REVIEWER'S CONCLUSIONS: The primary aim of this review was to examine the efficacy of vaginal prostaglandin E2 and F2a. This is reflected by an increase in successful vaginal delivery rates in 24 hours, no increase in operative delivery rates and significant improvements in cervical favourability within 24 to 48 hours. Further research is needed to quantify the cost-analysis of induction of labour with vaginal prostaglandins, with special attention to different methods of administration.
自20世纪60年代以来,前列腺素一直被用于引产。最初的研究集中在前列腺素F2α,因为前列腺素E2由于多种原因被认为不适用。随着给药途径的发展,人们对各种阴道用前列腺素制剂进行了比较。
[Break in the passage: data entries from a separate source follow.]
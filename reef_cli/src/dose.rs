//! Table loading, command handlers, and result rendering.

use std::path::Path;

use eyre::WrapErr;
use reef_core::{
    ChemicalParameter, DoseError, DoseForm, DoseResult, DoseStatus, DosingEngine, MeasurementUnit,
    ReferenceTable, suggest_unit,
};
use serde_json::json;

use crate::cli::DoseArgs;

/// Exit code for a dose the engine refused to schedule.
pub const EXIT_REFUSED: u8 = 5;

fn config_error(e: &eyre::Report) -> eyre::Report {
    DoseError::config(format!("{e:#}")).into()
}

/// Read and validate the TOML config; no path means built-in defaults.
pub fn load_config(path: Option<&Path>) -> eyre::Result<reef_config::Config> {
    let Some(path) = path else {
        return Ok(reef_config::Config::default());
    };
    let text = std::fs::read_to_string(path)
        .wrap_err_with(|| format!("read config {}", path.display()))
        .map_err(|e| config_error(&e))?;
    let cfg = reef_config::load_toml(&text)
        .map_err(|e| DoseError::config(format!("parse {}: {e}", path.display())))?;
    cfg.validate().map_err(|e| config_error(&e))?;
    Ok(cfg)
}

/// Layer config and catalog CSV over the built-in table.
pub fn build_table(
    cfg: &reef_config::Config,
    products_csv: Option<&Path>,
) -> eyre::Result<ReferenceTable> {
    let mut table = ReferenceTable::try_from(cfg)?;
    if let Some(path) = products_csv {
        let rows = reef_config::load_products_csv(path).map_err(|e| config_error(&e))?;
        let products = reef_core::conversions::products_from_rows(&rows)?;
        table = table.with_products(products)?;
        tracing::info!(path = %path.display(), count = rows.len(), "product catalog loaded");
    }
    Ok(table)
}

fn form_from_args(args: &DoseArgs) -> DoseForm {
    DoseForm {
        parameter: Some(args.parameter.clone()),
        current_value: Some(args.current.clone()),
        current_unit: args.current_unit.clone(),
        target_value: Some(args.target.clone()),
        target_unit: args.target_unit.clone(),
        tank_volume: Some(args.volume.clone()),
        volume_unit: args.volume_unit.clone(),
        product: args.product.clone(),
        custom_potency: args.potency.clone(),
        potency_basis: args.potency_basis.clone(),
        ph: args.ph.clone(),
    }
}

/// Swap reading units for the suggested ones. Anything unparsable is left
/// for `DoseForm::parse` to report.
fn apply_auto_unit(form: &mut DoseForm) {
    let Some(parameter) = form
        .parameter
        .as_deref()
        .and_then(|p| p.parse::<ChemicalParameter>().ok())
    else {
        return;
    };
    let readings = [
        ("current", &form.current_value, &mut form.current_unit),
        ("target", &form.target_value, &mut form.target_unit),
    ];
    for (which, value, unit) in readings {
        let Some(v) = value.as_deref().and_then(|v| v.trim().parse::<f64>().ok()) else {
            continue;
        };
        let declared = unit
            .as_deref()
            .and_then(|u| u.parse::<MeasurementUnit>().ok())
            .unwrap_or_else(|| parameter.canonical_unit());
        let suggested = suggest_unit(parameter, v, declared);
        if suggested != declared {
            tracing::info!(reading = which, value = v, from = %declared, to = %suggested, "auto-unit applied");
        }
        *unit = Some(suggested.to_string());
    }
}

pub fn run_dose(engine: &DosingEngine, args: &DoseArgs, json_mode: bool) -> eyre::Result<u8> {
    let mut form = form_from_args(args);
    if args.auto_unit {
        apply_auto_unit(&mut form);
    }
    let result = engine.calculate_form(&form)?;
    tracing::info!(
        parameter = result.parameter.name(),
        status = result.status.as_str(),
        total_ml = result.total_volume_ml,
        days = result.day_count,
        "dose calculated"
    );

    let tank = args.tank_name.as_deref();
    if json_mode {
        println!("{}", result_json(&result, tank));
    } else {
        print!("{}", render_text(&result, tank));
    }
    Ok(if result.is_refused() { EXIT_REFUSED } else { 0 })
}

pub fn run_products(engine: &DosingEngine, json_mode: bool) {
    let products = engine.table().products();
    if json_mode {
        let items: Vec<_> = products
            .iter()
            .map(|p| {
                json!({
                    "name": p.name,
                    "parameter": p.parameter.name(),
                    "unit": p.parameter.canonical_unit().to_string(),
                    "potency_per_liter": p.potency.value(),
                })
            })
            .collect();
        println!("{}", json!({ "products": items }));
        return;
    }
    println!("{:<24} {:<12} potency (1 mL in 1 L)", "name", "parameter");
    for p in products {
        println!(
            "{:<24} {:<12} {:.4} {}",
            p.name,
            p.parameter.name(),
            p.potency.value(),
            p.parameter.canonical_unit()
        );
    }
}

pub fn run_suggest_unit(
    parameter: &str,
    value: &str,
    unit: Option<&str>,
    json_mode: bool,
) -> eyre::Result<()> {
    let parameter: ChemicalParameter = parameter.parse()?;
    let raw = value.trim();
    let value = raw
        .parse::<f64>()
        .ok()
        .filter(|v| v.is_finite())
        .ok_or_else(|| DoseError::invalid("value", format!("'{raw}' is not a finite number")))?;
    let declared = match unit {
        Some(u) => u.parse::<MeasurementUnit>().map_err(|e| match e {
            DoseError::InvalidInput { reason, .. } => DoseError::invalid("unit", reason),
            other => other,
        })?,
        None => parameter.canonical_unit(),
    };
    let suggested = suggest_unit(parameter, value, declared);
    if json_mode {
        println!(
            "{}",
            json!({
                "parameter": parameter.name(),
                "value": value,
                "declared_unit": declared.to_string(),
                "suggested_unit": suggested.to_string(),
            })
        );
    } else {
        println!("{suggested}");
    }
    Ok(())
}

pub fn run_check(engine: &DosingEngine, json_mode: bool) {
    let table = engine.table();
    let safety = table.safety();
    let parameters = table.parameters().count();
    if json_mode {
        println!(
            "{}",
            json!({
                "ok": true,
                "parameters": parameters,
                "products": table.products().len(),
                "safety": {
                    "ph_caution": safety.ph_caution,
                    "ph_caution_factor": safety.ph_caution_factor,
                    "ph_abort": safety.ph_abort,
                },
            })
        );
        return;
    }
    println!(
        "config OK: {parameters} parameters, {} products",
        table.products().len()
    );
    for (p, spec) in table.parameters() {
        println!(
            "  {:<11} target {} {}, safe {}..{}, critical {}..{}, max {}/day",
            p.name(),
            spec.target,
            p.canonical_unit(),
            spec.safe_low,
            spec.safe_high,
            spec.critical_low,
            spec.critical_high,
            spec.max_daily_change
        );
    }
    println!(
        "  pH caution at {} (x{}), abort at {}",
        safety.ph_caution, safety.ph_caution_factor, safety.ph_abort
    );
}

pub fn result_json(res: &DoseResult, tank: Option<&str>) -> serde_json::Value {
    let warnings: Vec<_> = res
        .warnings
        .iter()
        .map(|w| json!({ "code": w.code(), "message": w.to_string() }))
        .collect();
    json!({
        "status": res.status.as_str(),
        "parameter": res.parameter.name(),
        "unit": res.canonical_unit().to_string(),
        "tank": tank,
        "product": res.product,
        "current": res.current,
        "target": res.target,
        "gap": res.gap,
        "total_volume_ml": res.total_volume_ml,
        "daily_volume_ml": res.daily_volume_ml,
        "day_count": res.day_count,
        "warnings": warnings,
    })
}

pub fn render_text(res: &DoseResult, tank: Option<&str>) -> String {
    let name = res.parameter.name();
    let unit = res.canonical_unit();
    let rule = "-".repeat(30);
    let mut lines = vec![rule.clone()];
    if let Some(t) = tank {
        lines.push(format!("RESULTS FOR {}:", t.to_uppercase()));
    }
    match res.status {
        DoseStatus::Optimal => lines.push(format!(
            "Status: {name} is already at or above target ({:.2} / {:.2} {unit}).",
            res.current, res.target
        )),
        DoseStatus::OutOfSafeRange => {
            lines.push(format!("Status: dosing refused ({:.2} {unit}).", res.current));
        }
        DoseStatus::CorrectionNeeded => {
            if let Some(p) = &res.product {
                lines.push(format!("Product:           {p}"));
            }
            lines.push(format!("Total {name} to add: {:.1} mL", res.total_volume_ml));
            lines.push(format!("Daily safety dose: {:.1} mL", res.daily_volume_ml));
            lines.push(format!("Duration:          {} day(s)", res.day_count));
        }
    }
    lines.extend(res.warnings.iter().map(|w| format!("Warning: {w}")));
    lines.push(rule);
    let mut out = lines.join("\n");
    out.push('\n');
    out
}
这是一系列使用标准化方法对宫颈成熟和引产方法进行综述的文章之一。
与安慰剂/不治疗或其他阴道用前列腺素(米索前列醇除外)相比,确定阴道用前列腺素E2和F2α用于孕晚期宫颈成熟或引产的效果。
Cochrane妊娠与分娩组试验注册库(2003年5月)以及相关论文的参考文献。
将用于孕晚期宫颈成熟或引产的阴道用前列腺素与安慰剂/不治疗或在预定义引产方法列表中位于其上方的其他方法进行比较的临床试验。
制定了一项策略来处理与引产相关的大量且复杂的试验数据。这涉及两阶段的数据提取方法。
总共考虑了101项研究:43项被排除,57项(10039名女性)被纳入。1项研究正在等待评估。与安慰剂或不治疗相比,阴道用前列腺素E2降低了24小时内无法实现阴道分娩的可能性(18%对99%,相对风险(RR)0.19,95%置信区间(CI)0.14至0.25,2项试验,384名女性),虽然伴有胎儿心率变化的子宫过度刺激风险增加(4.6%对0.51%,RR 4.14,95%CI 1.93至8.90,13项试验,1203名女性),但剖宫产率没有差异。阴道用前列腺素F2α与安慰剂比较显示剖宫产率相似,但宫颈评分更可能得到改善(15%对60%,RR 0.25,95%CI 0.13至0.49,5项试验,467名女性),并且使用阴道用PGF2α时催产素增加的风险降低(53.9%对89.1%,RR 0.60,95%CI 0.43至0.84,11项试验,1265名女性)。没有足够的数据对阴道用PGE2和PGF2α的比较得出有意义的结论。PGE2片剂、凝胶和阴道环似乎彼此效果相同。综述中定义的低剂量方案似乎与高剂量方案效果相同。
本综述的主要目的是研究阴道用前列腺素E2和F2α的疗效。这体现在24小时内成功阴道分娩率增加、手术分娩率未增加以及24至48小时内宫颈条件显著改善。需要进一步研究来量化阴道用前列腺素引产的成本分析,尤其要关注不同的给药方法。